Economy

Time ripe to cut excise duty on petrol, diesel

Richa Mishra Shishir Sinha New Delhi | Updated on May 06, 2018

Did the government let go of an opportunity to reduce the excise duty on petrol and diesel? It is possible.

“Wait till May 12, by then there will be more clarity on US sanctions on Iran. Back home also, the Karnataka elections will be done,” said an industry tracker.

While politics may have stopped the government from cutting excise duty on the two fuels, those within the industry believe this is the right time to do so because of the comfortable fiscal situation. Besides, the government does not want an inflationary spike now as it will hurt the investment cycle.

“If the government wanted it could have easily reduced the excise duty as the crude pricing during the week gone by had given it the opportunity. Oil retailers were making at least 27 paise more on a litre and about 20 paise more on petrol,” said an industry tracker.

However, all may not be lost yet as GST is yielding results, and a cut still may not adversely impact the fiscal math. There was a period when GST collections were uncertain, with the government depending heavily on oil money to fund its schemes.

“With the wonderful GST performance that will further improve, and CBDT experiencing a huge increase in tax base, we are in the realm of increasing fiscal space. Given the most likely higher fiscal space that we have, I think we should not permit oil to give us an inflationary spike. Therefore, cut excise duties at this time, but it should also be matched by the State governments,” said Rajiv Kumar, Vice-Chairman Niti Aayog.

To build a consensus on a duty cut, Kumar felt that the government should call a meeting where the Centre and States could come to an agreement.

“My understanding of the whole thing is that it is an artificially high price and, therefore, in all likelihood, cannot be sustained for much longer. There is lack of predictability in oil prices; therefore, we should not be looking at a long-term high oil scenario,” said Kumar.

Excluded products

Meanwhile, the Petroleum and Natural Gas Ministry has asked the Finance Ministry to bring excluded petroleum products under GST. Since the products are outside GST, oil retailers do not get any input tax credit.

It is estimated that PSU OMCs are losing around ₹4,200 crore annually towards non-availability of proportionate input tax credit of GST paid on procurement of inputs, input services and capital goods.

There is no proposal at present to consider bringing them under GST, the Deputy Chief Minister and Finance Minister of Bihar, Sushil Kumar Modi, said.

“Whenever the GST Council takes a call on this, there will be additional taxes over and above GST rates. Wherever petrol and diesel are under GST, they are and in the highest tax bracket. Also, they attract additional levy over the prevalent GST rate,” he said.

The highest tax rate under GST is 28 per cent and the maximum cess permissible is 25 per cent. It means the maximum rate of GST on petrol-diesel could be 53 per cent.

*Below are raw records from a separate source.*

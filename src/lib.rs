//! rsp-harness
//!
//! Descriptor-driven test harness for a big-endian vector signal-processor
//! core. Given a typed layout description of the input and output memory
//! regions and a list of literal test vectors, the harness marshals the
//! inputs, drives the fixed multiply-accumulate micro-program against an
//! in-memory model of the vector unit, and extracts the results as
//! structured, name-addressable buffers for external comparison.
//!
//! The assembler for the micro-program text, execution on real hardware,
//! and expected-value comparison live outside this crate.

pub mod alu;
pub mod descriptor;
pub mod driver;
pub mod layout;
pub mod registry;
pub mod suite;

pub use alu::{AccPlane, AluError, ControlReg, LaneSelect, VectorUnit};
pub use descriptor::{DescriptorError, FieldDescriptor, FieldKind, Schema};
pub use driver::{Driver, DriverError, DriverState};
pub use layout::{Buffer, LayoutError};
pub use registry::{RegistryError, TestCase, TestCaseRegistry};
pub use suite::{CaseResult, SuiteManifest};
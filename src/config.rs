use std::{env, fmt::Display, fs::File, io, str::FromStr, sync};

use tracing::{info, warn};
use tracing_subscriber::fmt::writer::BoxMakeWriter;

pub struct Config {
    pub port: u16,
    pub graphql_uri: String,
    pub requests_path: Option<String>,
    pub log_path: Option<String>,
}

impl Config {
    pub fn load() -> Self {
        Self {
            port: try_load("AXUM_PORT", 8080),
            graphql_uri: try_load("GRAPHQL_URI", String::from("http://localhost:4000/graphql")),
            requests_path: optional("REQUESTS_PATH"),
            log_path: optional("LOG_PATH"),
        }
    }

    /// Where JSON logs go: the `LOG_PATH` file when it can be created, stdout otherwise.
    /// Called before the subscriber exists, so failures go to stderr.
    pub fn log_writer(&self) -> BoxMakeWriter {
        match &self.log_path {
            Some(path) => match File::create(path) {
                Ok(file) => BoxMakeWriter::new(sync::Mutex::new(file)),
                Err(e) => {
                    eprintln!("cannot open log file {}: {}, logging to stdout", path, e);
                    BoxMakeWriter::new(io::stdout)
                }
            },
            None => BoxMakeWriter::new(io::stdout),
        }
    }
}

fn var(key: &str) -> Option<String> {
    env::var(key).ok().filter(|v| !v.trim().is_empty())
}

fn optional(key: &str) -> Option<String> {
    let value = var(key);
    if value.is_none() {
        info!("{key} not set");
    }
    value
}

fn try_load<T: FromStr + Display>(key: &str, default: T) -> T
where
    T::Err: Display,
{
    match var(key) {
        Some(raw) => raw.parse().unwrap_or_else(|e| {
            warn!("Invalid {key} value {raw}: {e}, using default: {default}");
            default
        }),
        None => {
            info!("{key} not set, using default: {default}");
            default
        }
    }
}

For example, the current petrol price structure in Delhi shows that Central and States taxes together make 99 per cent of the price charged to dealers, while for diesel, it is over 65 per cent.

Therefore, the Centre and States will need to evolve a mechanism to see that there is no revenue loss after bringing auto fuel under GST. After all, 40 per cent of the State and Central revenues come from petroleum products.

There is a basic principle for fixing GST on goods /services — fitment. The effort is to ensure that the Centre or States do not lose revenue. Simply put, tax authorities apply a ‘Revenue Neutral Rate’ and put the goods/services in a tax bracket, which is close to the sum of the Centre and State levies prior to the introduction of GST.